## What you have to do
Filter this material down to the lines that hold "sqlfluent", copying each one.

══ Given records

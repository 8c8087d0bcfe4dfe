//! Output formats
//!
//! Serializers for the artifacts a compile run leaves behind: the generated program, its
//! source map, and debug views of the tokens and the AST.
//!
//! | name          | artifact                              |
//! |---------------|---------------------------------------|
//! | `source`      | generated program text                |
//! | `map`         | source map v3 JSON                    |
//! | `tokens-json` | token list as JSON                    |
//! | `ast-json`    | AST as JSON, locations included       |
//! | `ast-treeviz` | AST as a one-line-per-node tree       |

pub mod treeviz;

pub use treeviz::to_treeviz_str;

use std::fmt;
use std::str::FromStr;
use thiserror::Error;

use crate::sqlfluent::ast::Program;
use crate::sqlfluent::pipeline::CompileOutput;
use crate::sqlfluent::token::Token;

#[derive(Debug, Clone, Copy, PartialEq, Eq)]
pub enum OutputFormat {
    Source,
    Map,
    TokensJson,
    AstJson,
    AstTreeviz,
}

impl OutputFormat {
    pub const ALL: [OutputFormat; 5] = [
        OutputFormat::Source,
        OutputFormat::Map,
        OutputFormat::TokensJson,
        OutputFormat::AstJson,
        OutputFormat::AstTreeviz,
    ];

    pub fn name(&self) -> &'static str {
        match self {
            OutputFormat::Source => "source",
            OutputFormat::Map => "map",
            OutputFormat::TokensJson => "tokens-json",
            OutputFormat::AstJson => "ast-json",
            OutputFormat::AstTreeviz => "ast-treeviz",
        }
    }
}

impl fmt::Display for OutputFormat {
    fn fmt(&self, f: &mut fmt::Formatter<'_>) -> fmt::Result {
        f.write_str(self.name())
    }
}

impl FromStr for OutputFormat {
    type Err = FormatError;

    fn from_str(s: &str) -> Result<Self, Self::Err> {
        Self::ALL
            .into_iter()
            .find(|format| format.name() == s)
            .ok_or_else(|| FormatError::FormatNotFound(s.to_string()))
    }
}

#[derive(Debug, Error)]
pub enum FormatError {
    #[error("format '{0}' not found")]
    FormatNotFound(String),
    #[error("nothing to print as {0}: compilation stopped before producing it")]
    NotProduced(OutputFormat),
    #[error("serialization error: {0}")]
    Serialization(#[from] serde_json::Error),
}

pub fn tokens_to_json(tokens: &[Token]) -> Result<String, FormatError> {
    Ok(serde_json::to_string_pretty(tokens)?)
}

pub fn ast_to_json(program: &Program) -> Result<String, FormatError> {
    Ok(serde_json::to_string_pretty(program)?)
}

/// Serialize one artifact of `output`
pub fn serialize(output: &CompileOutput, format: OutputFormat) -> Result<String, FormatError> {
    let missing = || FormatError::NotProduced(format);
    match format {
        OutputFormat::Source => output.source.clone().ok_or_else(missing),
        OutputFormat::Map => Ok(output.map.as_ref().ok_or_else(missing)?.to_json()?),
        OutputFormat::TokensJson => tokens_to_json(output.tokens.as_ref().ok_or_else(missing)?),
        OutputFormat::AstJson => ast_to_json(output.ast.as_ref().ok_or_else(missing)?),
        OutputFormat::AstTreeviz => Ok(to_treeviz_str(output.ast.as_ref().ok_or_else(missing)?)),
    }
}

#[cfg(test)]
mod tests {
    use super::*;
    use crate::sqlfluent::pipeline::Compiler;

    #[test]
    fn test_format_names_round_trip() {
        for format in OutputFormat::ALL {
            assert_eq!(format.name().parse::<OutputFormat>().unwrap(), format);
        }
        assert!(matches!(
            "yaml".parse::<OutputFormat>(),
            Err(FormatError::FormatNotFound(_))
        ));
    }

    #[test]
    fn test_tokens_json() {
        let output = Compiler::default().compile("SELECT a FROM t");
        let json = serialize(&output, OutputFormat::TokensJson).unwrap();
        let value: serde_json::Value = serde_json::from_str(&json).unwrap();
        assert_eq!(value[0]["kind"], "SelectKeyword");
        assert_eq!(value[0]["text"], "SELECT");
        assert_eq!(value[0]["location"]["start"]["column"], 0);
    }

    #[test]
    fn test_ast_json() {
        let output = Compiler::default().compile("SELECT a, b FROM t");
        let json = serialize(&output, OutputFormat::AstJson).unwrap();
        let value: serde_json::Value = serde_json::from_str(&json).unwrap();
        assert_eq!(value["lines"][0]["select_clause"]["columns"][1], "b");
        assert!(value["lines"][0]["where_clause"].is_null());
    }

    #[test]
    fn test_missing_artifact() {
        let output = Compiler::default().compile("SELECT FROM t");
        assert!(serialize(&output, OutputFormat::TokensJson).is_ok());
        assert!(matches!(
            serialize(&output, OutputFormat::Source),
            Err(FormatError::NotProduced(OutputFormat::Source))
        ));
    }
}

════

## Task result
use crate::sqlfluent::ast::Program;
use crate::sqlfluent::pipeline::CompileOutput;
use crate::sqlfluent::token::Token;
    use crate::sqlfluent::pipeline::Compiler;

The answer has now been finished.